"Good morning babe dont forget to eat you're breakfast. I love you muahh" my boyfriend chat on me.
Yeah I have a boyfriend and I'm so lucky 'cause our relationship became stronger even though we dont see each others faces in person and we only meet in rpw. In short we were in a long distance relationship and we've meet only in social media.
"Good morning too babe. You too, take care of yourself. I love you too more than myself muahh" I replyed to him. We were 1 year and 5 months now. Sometimes we quarrel but at the end of the day we end up laughing each others weirdo jokes.
AFTER 1 MONTHS
"Hi babe..How are you?." I ask him trough messenger chats.
He's acting busy nowadays. Before his always online. But now, he seldom go online. And when I'm online, he's gonna be offline minutes/hours before.
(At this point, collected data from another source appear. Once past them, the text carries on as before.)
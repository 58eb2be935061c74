//! Checks the portal crate's boundaries.
//!
//! Takes the portal crate directory as its only argument; without one it
//! looks for `portal/` beside the workspace manifest.

use std::io::{self, Write};
use std::path::{Path, PathBuf};
use std::process::ExitCode;

use architecture_lint::{LintError, Rule};

const RULES: [Rule; 4] = [Rule::Layers, Rule::Ports, Rule::Confinement, Rule::Guard];

fn main() -> ExitCode {
    let Some(portal_dir) = std::env::args_os()
        .nth(1)
        .map(PathBuf::from)
        .or_else(default_portal_dir)
    else {
        let _ = writeln!(
            io::stderr().lock(),
            "no portal directory given and no workspace Cargo.toml found"
        );
        return ExitCode::FAILURE;
    };

    match architecture_lint::lint_portal_sources(&portal_dir) {
        Ok(checked) => {
            let _ = writeln!(
                io::stdout().lock(),
                "{checked} portal source file(s) respect the boundaries"
            );
            ExitCode::SUCCESS
        }
        Err(LintError::Violations(found)) => {
            let mut stderr = io::stderr().lock();
            for rule in RULES {
                let broken: Vec<_> = found.iter().filter(|v| v.rule == rule).collect();
                if broken.is_empty() {
                    continue;
                }
                let _ = writeln!(stderr, "{rule} ({}):", broken.len());
                for violation in broken {
                    let _ = writeln!(
                        stderr,
                        "  {}: {}",
                        violation.file.display(),
                        violation.message
                    );
                }
            }
            ExitCode::FAILURE
        }
        Err(err) => {
            let _ = writeln!(io::stderr().lock(), "{err}");
            ExitCode::FAILURE
        }
    }
}

fn default_portal_dir() -> Option<PathBuf> {
    let starts = [
        std::env::current_dir().ok(),
        Some(PathBuf::from(env!("CARGO_MANIFEST_DIR"))),
    ];
    starts
        .iter()
        .flatten()
        .find_map(|start| workspace_root(start))
        .map(|root| root.join("portal"))
}

fn workspace_root(start: &Path) -> Option<PathBuf> {
    start
        .ancestors()
        .find(|dir| {
            std::fs::read_to_string(dir.join("Cargo.toml"))
                .is_ok_and(|manifest| manifest.contains("[workspace]"))
        })
        .map(Path::to_path_buf)
}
"Hello babe . . . I'm fine babe, dont worry about me. You should worry about yourself. Btw how are you? I'm sorry if I'm not always online like before. "I love you babe dont forget that" , he's so sweet as ever. Thats why I love him so much.
"You cant stop me worriying about you. I'm fine too like as always. And with that we start sweet conversations.
Our relationship went well and were 1 year and 5 months. But after we celebrate our monthsary he broke up with me. I ask him why?. Is he tired of me?. Did he lost his love at me?. Why a sudden change of heart?. But he replied . . .
"I love you babe but we are not for each other. If you doubt you're love to me please dont. I'm so happy with you and for all the time you've given to me. It's just that I'm the one who has problem not you. I'm sorry I think this is my last message and farewell to you. I have to go back where the world that I truly belong. I love you and goodbye."
That was his last and hurtful message to me. He didn't even waited for my reply before he deactivated his account.
I also leave on rpw 'cause I want to move on and fixed my broken heart. It was about 2month and I could say I'm a little bit okey. It's hard to move on, to forget, the person that you loved more than yourself. Well, thats life you must focus to your goal.
I was busy scrolling to my facebook account when a picture caught my eyes. I stalk his account 'cause I think this was his real account.
A single tear became two and until I cant count it anymore. Do know why?. I saw his picture inside a coffin sleeping peacefully like he dont have a problem. Together with a picture there was a message that the person who taged his account. I read and the message was. . .
"You said you'll fight but why did you gave up so soon. You're so deceitful, we didnt spent more time together with our other friends but why you left us. You said you want to meet that girl you loved and say the real reason why you broke up with her. That you have a stage 4 brain tumor and I see that you're fighting so hard just to survied that disease. Fuck that disease how I wish I have a power to restore you life in this unfair world of ours. Rest in peace bro dont worry I'll treasure our friendship and wherever the girl you loved I'm sure his fine now even though she didnt know what was your real reason. I’ll miss you bro *sobs* sounds chessy but i mean it"
I scroll and i see his video.
It's the day of our 1year and sixth monthsary but sad to say we broke up this time.
"hello babe happy 1 year and 6 month eventhough we didnt make it 'cause I'm numb and coward man. I just don't want to hurt your feelings but I did now. I dont want you to feel the sadness that I'm feeling right now. It's okey that I'm the one who's suffering, 'cause maybe not now but soon I will be gone in this world. I love you babe and I'll keep watching you. Thanks for the love that you gave, the cares for our relationship to get stronger." he pause a little.
" If I die I wont felt so sad, or just a little. Do you why babe?. Because in a short period of time, I realize the true meaning of happiness and it's because of you. My wish for you babe was don't be sad. Always smile even if you have lots of problems that come to you. Dont forget to enjoy and be contented. Find a man who's better than me and can bring more happy memories on you. . ." thats the last message I got from him but I dont have last message for him.
"I’m sorry." the only last two words that was full of regrets.